Major Research Areas
Immunology

The serine/threonine kinases (including the PKC and Raf isoforms) obey the paradigm of auto-inhibition: their regulatory domains sterically obstruct the catalytic domains. In order to permit access to substrates and ATP, the general strategy is to unfold the molecules so as to relieve steric hindrance. A complex set of instructions by regulatory kinases, phosphatases, lipid messengers, interacting proteins, and divalent cations orchestrates the unfolding and catalytic enabling of these proteins. Additionally to this classic activation cycle, these kinases respond to reactive oxygen and, in concert with a similar set of cofactors, acquire full enzymatic potential.

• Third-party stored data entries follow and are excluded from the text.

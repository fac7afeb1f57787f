//! Bearer-token authentication middleware.

use std::sync::Arc;

use axum::{
    extract::{Request, State},
    http::{header, HeaderMap},
    middleware::Next,
    response::Response,
};

use crate::auth::Authenticator;
use crate::http::ApiError;

/// Shared authenticator handed to the middleware.
pub type SharedAuthenticator = Arc<dyn Authenticator>;

/// Token from an `Authorization: Bearer <token>` header.
pub fn bearer_token(headers: &HeaderMap) -> Option<&str> {
    let value = headers.get(header::AUTHORIZATION)?.to_str().ok()?;
    let (scheme, token) = value.split_once(' ')?;
    if !scheme.eq_ignore_ascii_case("bearer") {
        return None;
    }
    let token = token.trim();
    (!token.is_empty()).then_some(token)
}

/// Reject requests without a valid bearer token; attach the
/// [`Principal`](crate::auth::Principal) to the others.
pub async fn require_auth(
    State(authenticator): State<SharedAuthenticator>,
    mut request: Request,
    next: Next,
) -> Result<Response, ApiError> {
    let principal = bearer_token(request.headers())
        .and_then(|token| authenticator.authenticate(token))
        .ok_or_else(|| {
            tracing::warn!("missing or invalid access token");
            ApiError::Unauthenticated
        })?;

    tracing::debug!(user_id = %principal.user_id, "request authenticated");
    request.extensions_mut().insert(principal);
    Ok(next.run(request).await)
}

#[cfg(test)]
mod tests {
    use super::*;
    use axum::http::HeaderValue;

    fn headers(value: &'static str) -> HeaderMap {
        let mut headers = HeaderMap::new();
        headers.insert(header::AUTHORIZATION, HeaderValue::from_static(value));
        headers
    }

    #[test]
    fn test_bearer_token() {
        assert_eq!(bearer_token(&headers("Bearer abc123")), Some("abc123"));
        assert_eq!(bearer_token(&headers("bearer abc123")), Some("abc123"));
        assert_eq!(bearer_token(&headers("Basic dXNlcjpwYXNz")), None);
        assert_eq!(bearer_token(&headers("Bearer ")), None);
        assert_eq!(bearer_token(&headers("Bearer")), None);
        assert_eq!(bearer_token(&HeaderMap::new()), None);
    }
}
//! Configuration loading from disk.

use std::fs;
use std::path::Path;

use thiserror::Error;

use crate::config::schema::AppConfig;
use crate::config::validation::{validate_config, ValidationError};

/// Error type for configuration loading.
#[derive(Debug, Error)]
pub enum ConfigError {
    #[error("IO error: {0}")]
    Io(#[from] std::io::Error),

    #[error("Parse error: {0}")]
    Parse(#[from] toml::de::Error),

    #[error("Validation failed: {}", join(.0))]
    Validation(Vec<ValidationError>),
}

fn join(errors: &[ValidationError]) -> String {
    errors
        .iter()
        .map(ToString::to_string)
        .collect::<Vec<_>>()
        .join(", ")
}

/// Load and validate configuration from a TOML file.
pub fn load_config(path: &Path) -> Result<AppConfig, ConfigError> {
    let content = fs::read_to_string(path)?;
    parse_config(&content)
}

/// Parse and validate configuration from TOML text.
pub fn parse_config(content: &str) -> Result<AppConfig, ConfigError> {
    let config: AppConfig = toml::from_str(content)?;
    validate_config(&config).map_err(ConfigError::Validation)?;
    Ok(config)
}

The classic second messenger and redox activation pathways converge on the zinc-finger domains. These are protein folds traditionally thought of as rigid structures, clamped together by 2 chelated zinc ions. Two sets of three cysteine and one histidine residues recruited from a 50 amino acid mini-domain are organized in nonlinear fashion into 2 perfect tetraeders, each with a central zinc ion. Because zinc-chelation depends on thiolate anions of cysteines, it came as no surprise that during redox activation, when thiols are converted to disulfide, zinc ions were freed. We have demonstrated zinc mobilization in PKC in vivo by imaging techniques with zinc-sensitive fluorescent probes, as well as in vitro. Interestingly, phorbol ester, a pharmacologic mimetic known to bind the PKC zinc-finger and to activate PKC, also caused zinc-mobilization in vivo and in vitro. Therefore, whether by oxidation or binding of the classical lipid second messenger, the zinc-coordination centers in PKC are disassembled as a prelude to kinase activation. In agreement, the zinc content of nonactivated native PKC was twice that of PKC activated in vivo either by mild oxidation or by phorbol ester. Far from forming rigid structures, the zinc-finger domains of PKC act as flexible hinges. Removal of the central zinc ions, like pulling a linch pin, allows the opening of the hinge and enables the unfolded protein to become catalytically active.